A research team led by Prof. YE Jichun at the Ningbo Institute of Materials Technology and Engineering (NIMTE) of the Chinese Academy of Sciences has now reported a major advance that pushes industrial TOPCon performance to a new level. Working with collaborators from Zhejiang Jinko Solar Co., Ltd., Soochow University, and China Jiliang University, the team demonstrated an industrial-scale TOPCon solar cell with a certified power conversion efficiency of 26.66 percent. The results, obtained on an M10 crystalline silicon wafer with an effective area of 313.3 square centimeters, were published in Nature Energy on February 24.
The core of the advance is a dual-side electrical refinement strategy designed specifically for large-area TOPCon devices. On the front side of the cell, the researchers combined high sheet resistance boron emitters of about 430 ohms per square with an optimized grid design. This combination improves surface passivation and lowers carrier transport losses, helping the device retain more of the photogenerated charge carriers as usable current.
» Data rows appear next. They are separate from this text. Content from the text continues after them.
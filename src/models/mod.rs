pub mod dataset;
pub mod loaders;
pub mod options;

pub use dataset::{
    Conversation, DatasetDoc, DatasetMetadata, DatasetPair, DocumentKind, Expected, ExpectedTurn,
    FinalOutcome, GoldenDoc, GoldenEntry, Turn,
};
pub use loaders::{load_dataset_file, load_dataset_files};
pub use options::{Difficulty, Domain, Outcome, Role};
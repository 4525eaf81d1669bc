//! 文档导出服务 - 业务能力层
//!
//! 只负责"把文档写成 JSON 文件"，不关心流程

use serde::Serialize;
use std::path::{Path, PathBuf};
use tokio::fs;
use tracing::debug;

use crate::error::{AppError, AppResult, FileError};
use crate::models::{DatasetPair, DocumentKind};

/// 导出服务
///
/// 文件名固定为 `{dataset_id}.{dataset|golden}.json`，内容为缩进格式的 JSON
pub struct ExportWriter {
    output_dir: PathBuf,
}

impl ExportWriter {
    /// 创建新的导出服务
    pub fn new(output_dir: impl Into<PathBuf>) -> Self {
        Self {
            output_dir: output_dir.into(),
        }
    }

    pub fn output_dir(&self) -> &Path {
        &self.output_dir
    }

    /// 导出单个文档
    ///
    /// # 参数
    /// - `document`: 待导出的文档
    /// - `dataset_id`: 文档所属的数据集 ID
    /// - `kind`: 文档类型
    ///
    /// # 返回
    /// 返回写入的文件路径
    pub async fn export_document<T: Serialize>(
        &self,
        document: &T,
        dataset_id: &str,
        kind: DocumentKind,
    ) -> AppResult<PathBuf> {
        let content = serde_json::to_string_pretty(document).map_err(|e| {
            AppError::File(FileError::SerializeFailed {
                path: kind.file_name(dataset_id),
                source: e,
            })
        })?;

        fs::create_dir_all(&self.output_dir)
            .await
            .map_err(|e| AppError::file_write_failed(self.output_dir.display().to_string(), e))?;

        let path = self.output_dir.join(kind.file_name(dataset_id));
        fs::write(&path, content)
            .await
            .map_err(|e| AppError::file_write_failed(path.display().to_string(), e))?;

        debug!("已导出 {}: {}", kind, path.display());

        Ok(path)
    }

    /// 导出文档对（先校验）
    ///
    /// # 返回
    /// 返回 (dataset 路径, golden 路径)
    pub async fn export_pair(&self, pair: &DatasetPair) -> AppResult<(PathBuf, PathBuf)> {
        pair.validate().map_err(AppError::from)?;

        let dataset_path = self
            .export_document(&pair.dataset, &pair.dataset.dataset_id, DocumentKind::Dataset)
            .await?;
        let golden_path = self
            .export_document(&pair.golden, &pair.golden.dataset_id, DocumentKind::Golden)
            .await?;

        Ok((dataset_path, golden_path))
    }

    /// 批量导出
    pub async fn export_all(&self, pairs: &[&DatasetPair]) -> AppResult<Vec<PathBuf>> {
        let mut written = Vec::with_capacity(pairs.len() * 2);
        for pair in pairs {
            let (dataset_path, golden_path) = self.export_pair(pair).await?;
            written.push(dataset_path);
            written.push(golden_path);
        }
        Ok(written)
    }
}
//! 编排层（Orchestration Layer）
//!
//! ```text
//! orchestrator::App (运行模式 / 导出 / 保存 / 统计)
//!     ↓
//! workflow::GenerationController (单个 / 全覆盖 / 合并覆盖)
//!     ↓
//! services (模板 / 合并 / 导出 / 行业上下文)
//!     ↓
//! clients + infrastructure (HTTP / 标识符生成)
//! ```

pub mod app;

pub use app::{App, RunReport};
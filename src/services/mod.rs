pub mod dataset_merger;
pub mod export_writer;
pub mod template_engine;
pub mod vertical_context;

pub use dataset_merger::{merge_datasets, merge_goldens, merge_pairs, MergeTarget};
pub use export_writer::ExportWriter;
pub use template_engine::build_conversation;
pub use vertical_context::VerticalContext;
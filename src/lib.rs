//! # Golden Gen
//!
//! 为 LLM 评测生成 golden 对话数据集，并导出或保存到评测后端
//!
//! ## 架构设计
//!
//! ### ① 基础设施层（Infrastructure）
//! - `infrastructure/` - 可替换的标识符生成能力（随机 / 固定种子 / 递增）
//!
//! ### ② 客户端层（Clients）
//! - `DatasetClient` - `POST /datasets/save`，单个保存与批量保存（遇错即停）
//! - `SettingsClient` - `GET` / `POST /settings`
//!
//! ### ③ 业务能力层（Services）
//! - `template_engine` - 根据（领域, 难度, 结局）生成数据集 / golden 文档对
//! - `dataset_merger` - 合并多个数据集
//! - `ExportWriter` - 写出 `{dataset_id}.{dataset|golden}.json`
//! - `VerticalContext` - 当前行业与可选行业
//!
//! ### ④ 流程层（Workflow）
//! - `GenerationController` - 单个 / 全覆盖 / 合并覆盖三种生成模式
//!
//! ### ⑤ 编排层（Orchestration）
//! - `orchestrator::App` - 按配置完成一次生成、导出与保存

pub mod clients;
pub mod config;
pub mod error;
pub mod infrastructure;
pub mod logger;
pub mod models;
pub mod orchestrator;
pub mod services;
pub mod utils;
pub mod workflow;

// 重新导出常用类型
pub use clients::{DatasetClient, SaveReceipt, SettingsClient};
pub use config::{Config, RunMode};
pub use error::{AppError, AppResult, BatchSaveError};
pub use infrastructure::{IdGenerator, RandomIdGenerator, SequentialIdGenerator};
pub use models::{DatasetDoc, DatasetPair, Difficulty, Domain, GoldenDoc, Outcome};
pub use orchestrator::{App, RunReport};
pub use services::{build_conversation, ExportWriter, VerticalContext};
pub use workflow::{GenerationController, GenerationResult};
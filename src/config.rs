use serde::Deserialize;

/// Backend settings read from the `rsvp` table of `Rocket.toml`.
#[derive(Debug, Clone, Default, Deserialize, PartialEq, Eq)]
#[serde(default)]
pub struct RsvpConfig {
    pub spreadsheet_url: String,
    pub use_spreadsheet: bool,
    pub forms_service_url: String,
    pub use_forms_service: bool,
    pub prefilled_form_url: String,
    pub use_prefilled_form: bool,
    pub prefilled_form_entries: FormEntries,
    pub use_form_hosting: bool,
}

/// Field ids of the external form, one per submission field.
#[derive(Debug, Clone, Deserialize, PartialEq, Eq)]
#[serde(default, rename_all = "camelCase")]
pub struct FormEntries {
    pub name: String,
    pub email: String,
    pub partner: String,
    pub partner_name: String,
    pub partner_email: String,
    pub friday: String,
    pub saturday: String,
    pub sunday: String,
    pub dietary: String,
    pub kids: String,
    pub nannies: String,
    pub comments: String,
}

impl Default for FormEntries {
    fn default() -> Self {
        FormEntries {
            name: "entry.2046365531".into(),
            email: "entry.1603106130".into(),
            partner: "entry.2075552217".into(),
            partner_name: "entry.725726397".into(),
            partner_email: "entry.1231688777".into(),
            friday: "entry.463410502".into(),
            saturday: "entry.1022025180".into(),
            sunday: "entry.1175204969".into(),
            dietary: "entry.1483420764".into(),
            kids: "entry.75756871".into(),
            nannies: "entry.741249082".into(),
            comments: "entry.2114450058".into(),
        }
    }
}

impl FormEntries {
    /// Maps a key from `schema::FIELD_KEYS` to the external form's id.
    pub fn entry(&self, key: &str) -> Option<&str> {
        let id = match key {
            "name" => &self.name,
            "email" => &self.email,
            "partner" => &self.partner,
            "partnerName" => &self.partner_name,
            "partnerEmail" => &self.partner_email,
            "friday" => &self.friday,
            "saturday" => &self.saturday,
            "sunday" => &self.sunday,
            "dietary" => &self.dietary,
            "kids" => &self.kids,
            "nannies" => &self.nannies,
            "comments" => &self.comments,
            _ => return None,
        };
        Some(id)
    }
}

#[derive(Debug, Clone, PartialEq, Eq)]
pub enum BackendChoice {
    Spreadsheet { url: String },
    FormsService { url: String },
    PrefilledForm { url: String, entries: FormEntries },
    FormHosting,
    Simulation,
}

fn configured(url: &str) -> bool {
    let url = url.trim();
    !url.is_empty() && !(url.starts_with("YOUR_") && url.ends_with("_HERE"))
}

impl RsvpConfig {
    /// First enabled backend wins, in a fixed order. With nothing enabled the
    /// form runs against the local simulation.
    pub fn backend(&self) -> BackendChoice {
        if self.use_spreadsheet && configured(&self.spreadsheet_url) {
            BackendChoice::Spreadsheet {
                url: self.spreadsheet_url.clone(),
            }
        } else if self.use_forms_service && configured(&self.forms_service_url) {
            BackendChoice::FormsService {
                url: self.forms_service_url.clone(),
            }
        } else if self.use_prefilled_form && configured(&self.prefilled_form_url) {
            BackendChoice::PrefilledForm {
                url: self.prefilled_form_url.clone(),
                entries: self.prefilled_form_entries.clone(),
            }
        } else if self.use_form_hosting {
            BackendChoice::FormHosting
        } else {
            BackendChoice::Simulation
        }
    }
}
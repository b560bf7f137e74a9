#[macro_use] extern crate rocket;
use rocket::fairing::AdHoc;
use rocket::form::Form;
use rocket::response::Redirect;
use rocket::{Build, Rocket, State};
use rocket_dyn_templates::{Template, context};
use tracing::{debug, error, info};
use tracing_subscriber::EnvFilter;

use wedding_rsvp_intake::backend::{self, Backend, Receipt};
use wedding_rsvp_intake::config::RsvpConfig;
use wedding_rsvp_intake::models::{Choice, Day, RsvpForm};
use wedding_rsvp_intake::notice::{Notice, NoticeSlot};
use wedding_rsvp_intake::validate::validate;
use wedding_rsvp_intake::visibility::PartnerSection;

struct Intake {
    backend: Box<dyn Backend>,
}

fn render_page(form: &RsvpForm, notice: Option<Notice>, external_url: Option<String>) -> Template {
    let days: Vec<_> = Day::ALL.iter().map(|day| context! {
        key: day.key(),
        event: day.event(),
        choice: form.day(*day),
    }).collect();

    Template::render("rsvp", context! {
        form: form,
        partner: form.partner_choice(),
        partner_section: PartnerSection::for_choice(form.partner_choice()),
        days: days,
        nannies: Choice::parse(form.nannies.as_deref()),
        notice: notice,
        external_url: external_url,
    })
}

#[get("/")]
fn home() -> Redirect {
    Redirect::to(uri!(rsvp_page))
}

#[get("/rsvp")]
fn rsvp_page() -> Template {
    render_page(&RsvpForm::default(), None, None)
}

#[post("/rsvp", data = "<form>")]
async fn rsvp_submit(form: Form<RsvpForm>, intake: &State<Intake>) -> Template {
    let mut form = form.into_inner();
    form.apply_partner_choice();
    let mut notice = NoticeSlot::default();

    let rsvp = match validate(&form) {
        Ok(rsvp) => rsvp,
        Err(e) => {
            debug!(reason = ?e, "RSVP rejected by validation");
            notice.error(e.to_string());
            return render_page(&form, notice.into_current(), None);
        }
    };

    match backend::dispatch(intake.backend.as_ref(), &rsvp).await {
        Ok(receipt) => {
            notice.success(receipt.message());
            let external_url = match receipt {
                Receipt::OpenExternal(url) => Some(url.to_string()),
                _ => None,
            };
            render_page(&RsvpForm::default(), notice.into_current(), external_url)
        },
        Err(e) => {
            notice.error(e.user_message());
            render_page(&form, notice.into_current(), None)
        },
    }
}

fn init_tracing() {
    let filter = EnvFilter::try_from_default_env()
        .unwrap_or_else(|_| EnvFilter::new("info"));
    // rocket may already have a logger installed when run under tests
    let _ = tracing_subscriber::fmt().with_env_filter(filter).try_init();
}

fn mount(rocket: Rocket<Build>) -> Rocket<Build> {
    rocket
        .mount("/", routes![home, rsvp_page, rsvp_submit])
        .attach(Template::fairing())
}

#[launch]
fn rocket() -> _ {
    init_tracing();
    mount(rocket::build())
        .attach(AdHoc::try_on_ignite("RSVP backend", |rocket| async move {
            let config: RsvpConfig = match rocket.figment().focus("rsvp").extract() {
                Ok(config) => config,
                Err(e) => {
                    error!(error = %e, "invalid rsvp configuration");
                    return Err(rocket);
                },
            };

            match backend::from_choice(config.backend()) {
                Ok(backend) => {
                    info!(backend = backend.name(), "RSVP backend selected");
                    Ok(rocket.manage(Intake { backend }))
                },
                Err(e) => {
                    error!(error = %e, "could not build RSVP backend");
                    Err(rocket)
                },
            }
        }))
}

#[cfg(test)]
mod tests {
    use super::*;
    use rocket::http::{ContentType, Status};
    use rocket::local::asynchronous::Client;
    use std::sync::{Arc, Mutex};
    use url::Url;
    use wedding_rsvp_intake::backend::Simulation;
    use wedding_rsvp_intake::error::SubmitError;
    use wedding_rsvp_intake::models::RsvpSubmission;

    #[derive(Clone, Default)]
    struct Recorder {
        seen: Arc<Mutex<Vec<RsvpSubmission>>>,
        outcome: Option<Receipt>,
    }

    #[rocket::async_trait]
    impl Backend for Recorder {
        fn name(&self) -> &'static str {
            "recorder"
        }

        async fn submit(&self, rsvp: &RsvpSubmission) -> Result<Receipt, SubmitError> {
            self.seen.lock().unwrap().push(rsvp.clone());
            self.outcome.clone().ok_or(SubmitError::Rejected { message: None })
        }
    }

    async fn client(backend: impl Backend + 'static) -> Client {
        let rocket = mount(rocket::build()).manage(Intake { backend: Box::new(backend) });
        Client::tracked(rocket).await.unwrap()
    }

    async fn post(client: &Client, body: &str) -> String {
        let response = client.post(uri!(rsvp_submit))
            .header(ContentType::Form)
            .body(body)
            .dispatch()
            .await;
        assert_eq!(response.status(), Status::Ok);
        response.into_string().await.unwrap()
    }

    fn notice_count(page: &str) -> usize {
        page.matches("class=\"notification notification-").count()
    }

    #[rocket::async_test]
    async fn home_redirects_to_form() {
        let client = client(Recorder::default()).await;
        let response = client.get("/").dispatch().await;
        assert_eq!(response.status(), Status::SeeOther);
        assert_eq!(response.headers().get_one("Location"), Some("/rsvp"));

        let page = client.get("/rsvp").dispatch().await.into_string().await.unwrap();
        assert!(page.contains("id=\"rsvpForm\""));
        assert_eq!(notice_count(&page), 0);
    }

    #[rocket::async_test]
    async fn missing_name_never_reaches_backend() {
        let recorder = Recorder::default();
        let client = client(recorder.clone()).await;

        let page = post(&client, "name=&email=ana%40x.com&friday=yes").await;
        assert!(page.contains("Please fill in all required fields."));
        assert!(page.contains("value=\"ana@x.com\""));
        assert_eq!(notice_count(&page), 1);
        assert!(recorder.seen.lock().unwrap().is_empty());
    }

    #[rocket::async_test]
    async fn simulated_submission_clears_form() {
        let client = client(Simulation::default()).await;

        let page = post(&client, "name=Ana&email=ana%40x.com&partner=no&friday=yes").await;
        assert!(page.contains("Thank you! Your RSVP has been submitted successfully. (Test Mode)"));
        assert!(page.contains("notification-success"));
        assert!(!page.contains("value=\"Ana\""));
        assert!(!page.contains("value=\"ana@x.com\""));
        assert_eq!(notice_count(&page), 1);
    }

    #[rocket::async_test]
    async fn partner_details_dropped_when_not_bringing_partner() {
        let recorder = Recorder { outcome: Some(Receipt::Recorded), ..Default::default() };
        let client = client(recorder.clone()).await;

        let page = post(&client, "name=Ana&email=ana%40x.com&partner=no\
            &partnerName=Sam&partnerEmail=bogus&saturday=yes").await;
        assert!(page.contains("Thank you! Your RSVP has been submitted successfully."));

        let seen = recorder.seen.lock().unwrap();
        assert_eq!(seen.len(), 1);
        assert!(!seen[0].has_partner());
    }

    #[rocket::async_test]
    async fn partner_email_checked_when_bringing_partner() {
        let recorder = Recorder::default();
        let client = client(recorder.clone()).await;

        let page = post(&client, "name=Ana&email=ana%40x.com&partner=yes\
            &partnerName=Sam&partnerEmail=not-an-email&friday=yes").await;
        assert!(page.contains("Please enter a valid email address for your partner."));
        // partner block stays open with the entered values
        assert!(page.contains("value=\"Sam\""));
        assert!(recorder.seen.lock().unwrap().is_empty());
    }

    #[rocket::async_test]
    async fn backend_failure_keeps_values() {
        let recorder = Recorder::default();
        let client = client(recorder.clone()).await;

        let page = post(&client, "name=Ana&email=ana%40x.com&sunday=yes").await;
        assert!(page.contains("There was an error submitting your RSVP. Please try again."));
        assert!(page.contains("notification-error"));
        assert!(page.contains("value=\"Ana\""));
        assert_eq!(recorder.seen.lock().unwrap().len(), 1);
    }

    #[rocket::async_test]
    async fn prefilled_form_opens_external_url() {
        let url = Url::parse("https://forms.example/viewform?entry.1=Ana").unwrap();
        let recorder = Recorder { outcome: Some(Receipt::OpenExternal(url)), ..Default::default() };
        let client = client(recorder).await;

        let page = post(&client, "name=Ana&email=ana%40x.com&friday=yes").await;
        assert!(page.contains("A prefilled form has opened."));
        assert!(page.contains("data-external-url=\"https://forms.example/viewform?entry.1=Ana\""));
        assert!(!page.contains("value=\"Ana\""));
    }
}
On the rear side, the team introduced a double-layer tunnel oxide and polysilicon structure intended to limit performance degradation caused by metallization processes. The structure consists of a highly crystalline inner polysilicon layer that maintains strong electronic contact with the silicon wafer and an outer barrier layer that blocks silver atoms from diffusing out of the metal electrodes into the silicon substrate. By preventing this silver diffusion, the design sustains excellent interfacial passivation and preserves the voltage characteristics of the cell during and after metallization.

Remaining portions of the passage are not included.